Second, have we had adequate input into the process? I know the
debate today is on second reading, which is the way legislation
proceeds. From there it will go to a committee where experts,
from a variety of backgrounds, will comment on the pros and cons
of the treaty. They will point out some of its strong points,
presumably some of its weak points and some of the concerns
people have. The bill will then come back to the House for
debate at report stage and then a final debate at the third
reading stage before it goes on to the Senate where it will go
through the same process.
It is a fairly thorough process. It has already gone through a
pretty thorough process. In my own area, we had a lot of
meetings on the Nisga'a agreement. There were over 500
consultations on the Nisga'a agreement throughout British
Columbia. Yes, people have strong feelings. Yes, many people
have deep concerns based on, in my judgment, a lot of
misconception because they have not studied the document
carefully. They have also been sort of conjuring up a mythology
attached to the treaty.
The Nisga'a treaty was achieved within Canada's existing
constitutional framework. The Nisga'a government will be a
democratic government for the Nisga'a community. It will protect
Nisga'a language, culture and property, promote the future
prosperity and well-being of the Nisga'a people, and give the
Nisga'a the control over their lands and destinies that most of
us have had for a long time and have always taken for granted.

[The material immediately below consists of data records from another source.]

//! Integration tests for event fan-out.
//!
//! Publishing only enqueues: one pending delivery per active, matching
//! subscription of the publishing tenant, and no HTTP traffic.

mod common;

use carepath_core::TenantId;
use carepath_webhooks::{DeliveryStatus, WebhookError, WebhookEventType, WebhookPayload};
use common::*;
use wiremock::matchers::method;
use wiremock::{Mock, MockServer};

/// Test: One matching subscription yields exactly one pending delivery.
#[tokio::test]
async fn test_publish_creates_one_pending_delivery() {
    let harness = Harness::new();
    let (sub_id, _) = harness
        .subscribe(
            TENANT_A,
            "http://127.0.0.1:9/hook",
            &[WebhookEventType::JourneyStageChanged],
            3,
            60,
        )
        .await;

    let receipt = harness
        .publisher
        .publish_event(TENANT_A, &stage_changed_event())
        .await
        .unwrap();

    assert_eq!(receipt.delivery_count(), 1);
    let delivery = harness.delivery(TENANT_A, receipt.delivery_ids[0]).await;
    assert_eq!(delivery.status, DeliveryStatus::Pending);
    assert_eq!(delivery.attempt_count, 0);
    assert_eq!(delivery.subscription_id, sub_id);
    assert_eq!(delivery.event_id, receipt.event_id);
    assert_eq!(delivery.target_url, "http://127.0.0.1:9/hook");
    assert!(delivery.next_retry_at.is_none());
}

/// Test: Only the subscription that wants the event receives it.
#[tokio::test]
async fn test_publish_filters_by_event_type() {
    let harness = Harness::new();
    harness
        .subscribe(
            TENANT_A,
            "http://127.0.0.1:9/surveys",
            &[WebhookEventType::SurveyCompleted],
            3,
            60,
        )
        .await;
    let (journey_sub, _) = harness
        .subscribe(
            TENANT_A,
            "http://127.0.0.1:9/journeys",
            &[WebhookEventType::JourneyStageChanged],
            3,
            60,
        )
        .await;

    let receipt = harness
        .publisher
        .publish_event(TENANT_A, &stage_changed_event())
        .await
        .unwrap();

    assert_eq!(receipt.delivery_count(), 1);
    let all = harness.store.all_deliveries().await;
    assert_eq!(all.len(), 1);
    assert_eq!(all[0].subscription_id, journey_sub);
}

/// Test: Fan-out count equals the number of active, matching, same-tenant subscriptions.
#[tokio::test]
async fn test_fan_out_matches_subscription_set() {
    let harness = Harness::new();
    let events = [
        WebhookEventType::JourneyStageChanged,
        WebhookEventType::SurveyCompleted,
    ];

    // Three matching, active subscriptions for tenant A.
    for i in 0..3 {
        harness
            .subscribe(TENANT_A, &format!("http://127.0.0.1:9/a{i}"), &events, 3, 60)
            .await;
    }
    // Same events, other tenant.
    harness
        .subscribe(TENANT_B, "http://127.0.0.1:9/b", &events, 3, 60)
        .await;
    // Matching but deactivated.
    let (inactive, _) = harness
        .subscribe(TENANT_A, "http://127.0.0.1:9/off", &events, 3, 60)
        .await;
    harness
        .subscriptions
        .deactivate_subscription(TENANT_A, inactive)
        .await
        .unwrap();
    // Active but not interested.
    harness
        .subscribe(
            TENANT_A,
            "http://127.0.0.1:9/other",
            &[WebhookEventType::AppointmentCancelled],
            3,
            60,
        )
        .await;

    let receipt = harness
        .publisher
        .publish_event(TENANT_A, &survey_completed_event())
        .await
        .unwrap();

    assert_eq!(receipt.delivery_count(), 3);
    let all = harness.store.all_deliveries().await;
    assert_eq!(all.len(), 3);
    assert!(all.iter().all(|d| d.tenant_id == TENANT_A));
    assert!(all.iter().all(|d| d.subscription_id != inactive));
}

/// Test: Freshly created subscriptions are inactive and receive nothing.
#[tokio::test]
async fn test_new_subscription_receives_nothing_until_activated() {
    let harness = Harness::new();
    harness
        .subscriptions
        .create_subscription(
            TENANT_A,
            carepath_webhooks::models::CreateSubscriptionRequest {
                name: "pending activation".to_string(),
                description: None,
                target_url: "http://127.0.0.1:9/hook".to_string(),
                subscribed_events: vec!["patient.registered".to_string()],
                max_retries: None,
                retry_delay_seconds: None,
            },
        )
        .await
        .unwrap();

    let receipt = harness
        .publisher
        .publish_event(TENANT_A, &patient_registered_event())
        .await
        .unwrap();

    assert_eq!(receipt.delivery_count(), 0);
}

/// Test: Zero matches is a no-op, not an error, and sends nothing.
#[tokio::test]
async fn test_publish_without_subscribers_is_noop() {
    let mock_server = MockServer::start().await;
    let counter = CountingResponder::new();
    Mock::given(method("POST"))
        .respond_with(counter.clone())
        .mount(&mock_server)
        .await;

    let harness = Harness::new();
    let receipt = harness
        .publisher
        .publish_event(TENANT_A, &stage_changed_event())
        .await
        .unwrap();

    assert_eq!(receipt.delivery_count(), 0);
    assert!(harness.store.all_deliveries().await.is_empty());
    assert_eq!(counter.count(), 0);
}

/// Test: Publishing never performs network I/O.
#[tokio::test]
async fn test_publish_does_not_call_receiver() {
    let mock_server = MockServer::start().await;
    let counter = CountingResponder::new();
    Mock::given(method("POST"))
        .respond_with(counter.clone())
        .mount(&mock_server)
        .await;

    let harness = Harness::new();
    harness
        .subscribe(
            TENANT_A,
            &format!("{}/hook", mock_server.uri()),
            &[WebhookEventType::JourneyStageChanged],
            3,
            60,
        )
        .await;

    harness
        .publisher
        .publish_event(TENANT_A, &stage_changed_event())
        .await
        .unwrap();

    assert_eq!(counter.count(), 0);
}

/// Test: All deliveries of one event share the same serialized envelope.
#[tokio::test]
async fn test_payload_serialized_once_per_event() {
    let harness = Harness::new();
    for i in 0..2 {
        harness
            .subscribe(
                TENANT_A,
                &format!("http://127.0.0.1:9/{i}"),
                &[WebhookEventType::JourneyStageChanged],
                3,
                60,
            )
            .await;
    }

    let receipt = harness
        .publisher
        .publish_event(TENANT_A, &stage_changed_event())
        .await
        .unwrap();

    let all = harness.store.all_deliveries().await;
    assert_eq!(all.len(), 2);
    assert_eq!(all[0].payload_json, all[1].payload_json);

    let payload: WebhookPayload = serde_json::from_str(&all[0].payload_json).unwrap();
    assert_eq!(payload.event_id, receipt.event_id);
    assert_eq!(payload.event_type, WebhookEventType::JourneyStageChanged);
    assert_eq!(payload.tenant_id, TENANT_A);
    assert_eq!(payload.data["to_stage"], "active");
}

/// Test: An empty tenant is rejected before touching the store.
#[tokio::test]
async fn test_publish_rejects_nil_tenant() {
    let harness = Harness::new();
    let err = harness
        .publisher
        .publish_event(TenantId::from_uuid(uuid::Uuid::nil()), &stage_changed_event())
        .await
        .unwrap_err();

    assert!(matches!(err, WebhookError::Validation(_)));
}

/// Test: A store failure during fan-out surfaces to the caller.
#[tokio::test]
async fn test_publish_surfaces_store_errors() {
    let harness = Harness::new();
    harness
        .subscribe(
            TENANT_A,
            "http://127.0.0.1:9/hook",
            &[WebhookEventType::JourneyStageChanged],
            3,
            60,
        )
        .await;
    harness.store.set_unavailable(true);

    let err = harness
        .publisher
        .publish_event(TENANT_A, &stage_changed_event())
        .await
        .unwrap_err();

    assert!(matches!(err, WebhookError::Store(_)));
    assert!(err.is_transient());
}
//! Webhook subscription model.
//!
//! One row per registered receiver endpoint. The signing secret is stored
//! encrypted; this crate never sees the plaintext.

use chrono::{DateTime, Utc};
use serde::{Deserialize, Serialize};
use sqlx::{FromRow, PgPool};
use uuid::Uuid;

/// A webhook subscription record.
#[derive(Debug, Clone, FromRow, Serialize, Deserialize)]
pub struct WebhookSubscriptionRow {
    pub id: Uuid,
    pub tenant_id: Uuid,
    pub name: String,
    pub description: Option<String>,
    pub target_url: String,
    /// AES-256-GCM ciphertext, base64 encoded.
    pub secret_encrypted: String,
    /// Event tags in their dotted wire form.
    pub subscribed_events: Vec<String>,
    pub is_active: bool,
    pub max_retries: i32,
    pub retry_delay_seconds: i32,
    pub created_at: DateTime<Utc>,
    pub updated_at: DateTime<Utc>,
}

impl WebhookSubscriptionRow {
    /// Insert a new subscription.
    pub async fn insert(pool: &PgPool, row: &Self) -> Result<(), sqlx::Error> {
        sqlx::query(
            r"
            INSERT INTO webhook_subscriptions
                (id, tenant_id, name, description, target_url, secret_encrypted,
                 subscribed_events, is_active, max_retries, retry_delay_seconds,
                 created_at, updated_at)
            VALUES ($1, $2, $3, $4, $5, $6, $7, $8, $9, $10, $11, $12)
            ",
        )
        .bind(row.id)
        .bind(row.tenant_id)
        .bind(&row.name)
        .bind(&row.description)
        .bind(&row.target_url)
        .bind(&row.secret_encrypted)
        .bind(&row.subscribed_events)
        .bind(row.is_active)
        .bind(row.max_retries)
        .bind(row.retry_delay_seconds)
        .bind(row.created_at)
        .bind(row.updated_at)
        .execute(pool)
        .await?;
        Ok(())
    }

    /// Find a subscription by ID within a tenant.
    pub async fn find_by_id(
        pool: &PgPool,
        tenant_id: Uuid,
        id: Uuid,
    ) -> Result<Option<Self>, sqlx::Error> {
        sqlx::query_as(
            r"
            SELECT * FROM webhook_subscriptions
            WHERE id = $1 AND tenant_id = $2
            ",
        )
        .bind(id)
        .bind(tenant_id)
        .fetch_optional(pool)
        .await
    }

    /// Find active subscriptions of a tenant that include `event_type`.
    pub async fn find_active_by_event_type(
        pool: &PgPool,
        tenant_id: Uuid,
        event_type: &str,
    ) -> Result<Vec<Self>, sqlx::Error> {
        sqlx::query_as(
            r"
            SELECT * FROM webhook_subscriptions
            WHERE tenant_id = $1
              AND is_active = TRUE
              AND $2 = ANY(subscribed_events)
            ORDER BY created_at
            ",
        )
        .bind(tenant_id)
        .bind(event_type)
        .fetch_all(pool)
        .await
    }

    /// List subscriptions for a tenant, newest first.
    pub async fn list_by_tenant(
        pool: &PgPool,
        tenant_id: Uuid,
        is_active: Option<bool>,
        limit: i64,
        offset: i64,
    ) -> Result<Vec<Self>, sqlx::Error> {
        sqlx::query_as(
            r"
            SELECT * FROM webhook_subscriptions
            WHERE tenant_id = $1
              AND ($2::BOOLEAN IS NULL OR is_active = $2)
            ORDER BY created_at DESC
            LIMIT $3 OFFSET $4
            ",
        )
        .bind(tenant_id)
        .bind(is_active)
        .bind(limit)
        .bind(offset)
        .fetch_all(pool)
        .await
    }

    /// Count subscriptions for a tenant.
    pub async fn count_by_tenant(
        pool: &PgPool,
        tenant_id: Uuid,
        is_active: Option<bool>,
    ) -> Result<i64, sqlx::Error> {
        sqlx::query_scalar(
            r"
            SELECT COUNT(*) FROM webhook_subscriptions
            WHERE tenant_id = $1
              AND ($2::BOOLEAN IS NULL OR is_active = $2)
            ",
        )
        .bind(tenant_id)
        .bind(is_active)
        .fetch_one(pool)
        .await
    }

    /// Overwrite the administrator-editable settings of a subscription.
    ///
    /// `secret_encrypted` and `is_active` are not touched, so a settings
    /// update racing with a rotation or deactivation cannot undo it.
    /// Returns false when no row matched.
    pub async fn update_settings(pool: &PgPool, row: &Self) -> Result<bool, sqlx::Error> {
        let result = sqlx::query(
            r"
            UPDATE webhook_subscriptions
            SET name = $3,
                description = $4,
                target_url = $5,
                subscribed_events = $6,
                max_retries = $7,
                retry_delay_seconds = $8,
                updated_at = $9
            WHERE id = $1 AND tenant_id = $2
            ",
        )
        .bind(row.id)
        .bind(row.tenant_id)
        .bind(&row.name)
        .bind(&row.description)
        .bind(&row.target_url)
        .bind(&row.subscribed_events)
        .bind(row.max_retries)
        .bind(row.retry_delay_seconds)
        .bind(row.updated_at)
        .execute(pool)
        .await?;

        Ok(result.rows_affected() > 0)
    }

    /// Activate or deactivate a subscription.
    pub async fn set_active(
        pool: &PgPool,
        tenant_id: Uuid,
        id: Uuid,
        is_active: bool,
        now: DateTime<Utc>,
    ) -> Result<bool, sqlx::Error> {
        let result = sqlx::query(
            r"
            UPDATE webhook_subscriptions
            SET is_active = $3, updated_at = $4
            WHERE id = $1 AND tenant_id = $2
            ",
        )
        .bind(id)
        .bind(tenant_id)
        .bind(is_active)
        .bind(now)
        .execute(pool)
        .await?;

        Ok(result.rows_affected() > 0)
    }

    /// Replace the encrypted signing secret.
    pub async fn replace_secret(
        pool: &PgPool,
        tenant_id: Uuid,
        id: Uuid,
        secret_encrypted: &str,
        now: DateTime<Utc>,
    ) -> Result<bool, sqlx::Error> {
        let result = sqlx::query(
            r"
            UPDATE webhook_subscriptions
            SET secret_encrypted = $3, updated_at = $4
            WHERE id = $1 AND tenant_id = $2
            ",
        )
        .bind(id)
        .bind(tenant_id)
        .bind(secret_encrypted)
        .bind(now)
        .execute(pool)
        .await?;

        Ok(result.rows_affected() > 0)
    }

    /// Delete a subscription. Delivery history is left in place.
    pub async fn delete(pool: &PgPool, tenant_id: Uuid, id: Uuid) -> Result<bool, sqlx::Error> {
        let result = sqlx::query(
            r"
            DELETE FROM webhook_subscriptions
            WHERE id = $1 AND tenant_id = $2
            ",
        )
        .bind(id)
        .bind(tenant_id)
        .execute(pool)
        .await?;

        Ok(result.rows_affected() > 0)
    }
}
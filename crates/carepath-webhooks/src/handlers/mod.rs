//! HTTP handlers for the webhook admin API.

pub mod deliveries;
pub mod subscriptions;
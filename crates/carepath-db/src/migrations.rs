//! Database migration management.

use crate::error::DbError;
use crate::pool::DbPool;

/// Run all pending database migrations.
///
/// Migrations are embedded at compile time from the `migrations/` directory.
///
/// # Errors
///
/// Returns `DbError::MigrationFailed` if any migration fails to apply.
pub async fn run_migrations(pool: &DbPool) -> Result<(), DbError> {
    tracing::info!("Running database migrations...");

    sqlx::migrate!("./migrations")
        .run(pool.inner())
        .await
        .map_err(DbError::MigrationFailed)?;

    tracing::info!("Migrations completed successfully");
    Ok(())
}
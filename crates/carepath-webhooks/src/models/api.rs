//! Admin API request and response types.

use chrono::{DateTime, Utc};
use serde::{Deserialize, Serialize};
use utoipa::{IntoParams, ToSchema};
use uuid::Uuid;
use validator::Validate;

use crate::events::WebhookEventType;
use crate::models::{DeliveryStatus, WebhookDelivery, WebhookSubscription};

// ---------------------------------------------------------------------------
// Subscriptions
// ---------------------------------------------------------------------------

#[derive(Debug, Clone, Deserialize, Validate, ToSchema)]
pub struct CreateSubscriptionRequest {
    #[validate(length(min = 1, max = 255))]
    pub name: String,
    #[validate(length(max = 2000))]
    pub description: Option<String>,
    /// Absolute HTTPS endpoint that receives the POSTs.
    pub target_url: String,
    /// Event tags, e.g. `journey.stage_changed`.
    #[validate(length(min = 1, message = "at least one event type is required"))]
    pub subscribed_events: Vec<String>,
    #[validate(range(max = 10))]
    pub max_retries: Option<u32>,
    #[validate(range(min = 1, max = 86400))]
    pub retry_delay_seconds: Option<u32>,
}

#[derive(Debug, Clone, Default, Deserialize, Validate, ToSchema)]
pub struct UpdateSubscriptionRequest {
    #[validate(length(min = 1, max = 255))]
    pub name: Option<String>,
    #[validate(length(max = 2000))]
    pub description: Option<String>,
    pub target_url: Option<String>,
    #[validate(length(min = 1, message = "at least one event type is required"))]
    pub subscribed_events: Option<Vec<String>>,
    #[validate(range(max = 10))]
    pub max_retries: Option<u32>,
    #[validate(range(min = 1, max = 86400))]
    pub retry_delay_seconds: Option<u32>,
    pub is_active: Option<bool>,
}

/// Subscription as returned by the API. Never carries the secret.
#[derive(Debug, Clone, Serialize, Deserialize, ToSchema)]
pub struct SubscriptionResponse {
    pub id: Uuid,
    pub tenant_id: Uuid,
    pub name: String,
    pub description: Option<String>,
    pub target_url: String,
    pub subscribed_events: Vec<String>,
    pub is_active: bool,
    pub max_retries: u32,
    pub retry_delay_seconds: u32,
    pub created_at: DateTime<Utc>,
    pub updated_at: DateTime<Utc>,
}

impl From<&WebhookSubscription> for SubscriptionResponse {
    fn from(sub: &WebhookSubscription) -> Self {
        Self {
            id: sub.id.into_uuid(),
            tenant_id: sub.tenant_id.into_uuid(),
            name: sub.name.clone(),
            description: sub.description.clone(),
            target_url: sub.target_url.clone(),
            subscribed_events: sub
                .subscribed_events
                .iter()
                .map(|et| et.as_str().to_string())
                .collect(),
            is_active: sub.is_active,
            max_retries: sub.max_retries,
            retry_delay_seconds: sub.retry_delay_seconds,
            created_at: sub.created_at,
            updated_at: sub.updated_at,
        }
    }
}

/// Returned once on creation; the secret is not retrievable afterwards.
#[derive(Debug, Clone, Serialize, Deserialize, ToSchema)]
pub struct CreatedSubscriptionResponse {
    #[serde(flatten)]
    pub subscription: SubscriptionResponse,
    pub secret: String,
}

#[derive(Debug, Clone, Serialize, Deserialize, ToSchema)]
pub struct SecretRotatedResponse {
    pub id: Uuid,
    pub secret: String,
    pub rotated_at: DateTime<Utc>,
}

#[derive(Debug, Clone, Deserialize, IntoParams)]
pub struct ListSubscriptionsQuery {
    pub is_active: Option<bool>,
    #[serde(default = "default_limit")]
    pub limit: i64,
    #[serde(default)]
    pub offset: i64,
}

impl Default for ListSubscriptionsQuery {
    fn default() -> Self {
        Self {
            is_active: None,
            limit: default_limit(),
            offset: 0,
        }
    }
}

#[derive(Debug, Clone, Serialize, Deserialize, ToSchema)]
pub struct SubscriptionListResponse {
    pub items: Vec<SubscriptionResponse>,
    pub total: i64,
    pub limit: i64,
    pub offset: i64,
}

#[derive(Debug, Clone, Serialize, Deserialize, ToSchema)]
pub struct EventTypeInfo {
    pub event_type: String,
    pub category: String,
    pub description: String,
}

impl From<WebhookEventType> for EventTypeInfo {
    fn from(et: WebhookEventType) -> Self {
        Self {
            event_type: et.as_str().to_string(),
            category: et.category().to_string(),
            description: et.description().to_string(),
        }
    }
}

#[derive(Debug, Clone, Serialize, Deserialize, ToSchema)]
pub struct EventTypeListResponse {
    pub event_types: Vec<EventTypeInfo>,
}

// ---------------------------------------------------------------------------
// Deliveries
// ---------------------------------------------------------------------------

#[derive(Debug, Clone, Deserialize, IntoParams)]
pub struct ListDeliveriesQuery {
    /// One of `pending`, `retrying`, `delivered`, `failed`.
    pub status: Option<String>,
    #[serde(default = "default_limit")]
    pub limit: i64,
    #[serde(default)]
    pub offset: i64,
}

impl Default for ListDeliveriesQuery {
    fn default() -> Self {
        Self {
            status: None,
            limit: default_limit(),
            offset: 0,
        }
    }
}

#[derive(Debug, Clone, Serialize, Deserialize, ToSchema)]
pub struct DeliveryResponse {
    pub id: Uuid,
    pub subscription_id: Uuid,
    pub event_id: Uuid,
    pub event_type: String,
    pub status: DeliveryStatus,
    pub attempt_count: u32,
    pub next_retry_at: Option<DateTime<Utc>>,
    pub response_status_code: Option<u16>,
    pub error_message: Option<String>,
    pub latency_ms: Option<u32>,
    pub delivered_at: Option<DateTime<Utc>>,
    pub failed_at: Option<DateTime<Utc>>,
    pub created_at: DateTime<Utc>,
}

impl From<&WebhookDelivery> for DeliveryResponse {
    fn from(d: &WebhookDelivery) -> Self {
        Self {
            id: d.id.into_uuid(),
            subscription_id: d.subscription_id.into_uuid(),
            event_id: d.event_id.into_uuid(),
            event_type: d.event_type.as_str().to_string(),
            status: d.status,
            attempt_count: d.attempt_count,
            next_retry_at: d.next_retry_at,
            response_status_code: d.response_status_code,
            error_message: d.error_message.clone(),
            latency_ms: d.latency_ms,
            delivered_at: d.delivered_at,
            failed_at: d.failed_at,
            created_at: d.created_at,
        }
    }
}

#[derive(Debug, Clone, Serialize, Deserialize, ToSchema)]
pub struct DeliveryDetailResponse {
    #[serde(flatten)]
    pub delivery: DeliveryResponse,
    pub target_url: String,
    pub payload_json: String,
    pub response_body: Option<String>,
}

impl From<&WebhookDelivery> for DeliveryDetailResponse {
    fn from(d: &WebhookDelivery) -> Self {
        Self {
            delivery: DeliveryResponse::from(d),
            target_url: d.target_url.clone(),
            payload_json: d.payload_json.clone(),
            response_body: d.response_body.clone(),
        }
    }
}

#[derive(Debug, Clone, Serialize, Deserialize, ToSchema)]
pub struct DeliveryListResponse {
    pub items: Vec<DeliveryResponse>,
    pub total: i64,
    pub limit: i64,
    pub offset: i64,
}

fn default_limit() -> i64 {
    50
}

It will not create an order of government apart from Canadian
law and society. As many people have indicated, the charter of
rights and freedoms will continue to apply to the Nisga'a people.
Federal and provincial laws, such as the criminal code or B.C.'s
family relations act, will apply.
The treaty lays out those areas where the Nisga'a government
will have the right to enact laws. These laws will only prevail
in matters internal to the Nisga'a people, important to their
culture and essential to the operation of their government. In
general, federal and provincial laws will continue to prevail.
If there is a conflict between Nisga'a law and the laws of Canada
or the laws of British Columbia, there is a dispute settlement
mechanism that will be invoked.
1555
One of the areas I want to emphasize in this agreement that
non-aboriginal people in particular want to hear about is the
issue of taxation and the extent to which certain aboriginal
peoples do or do not pay taxes. There is a lot of mythology
around this area, but the reality is that in most cases people
who work and make their livelihood from enterprises on the
reservation do not pay income tax.
The Nisga'a agreement will eventually end this. After a 12 year
phase-out period, Nisga'a people will pay taxes the same way
other Canadians do. If nothing else, this has to be an
incredible breakthrough in terms of breaking the kind of mindset
that exists between non-aboriginal people and aboriginal people.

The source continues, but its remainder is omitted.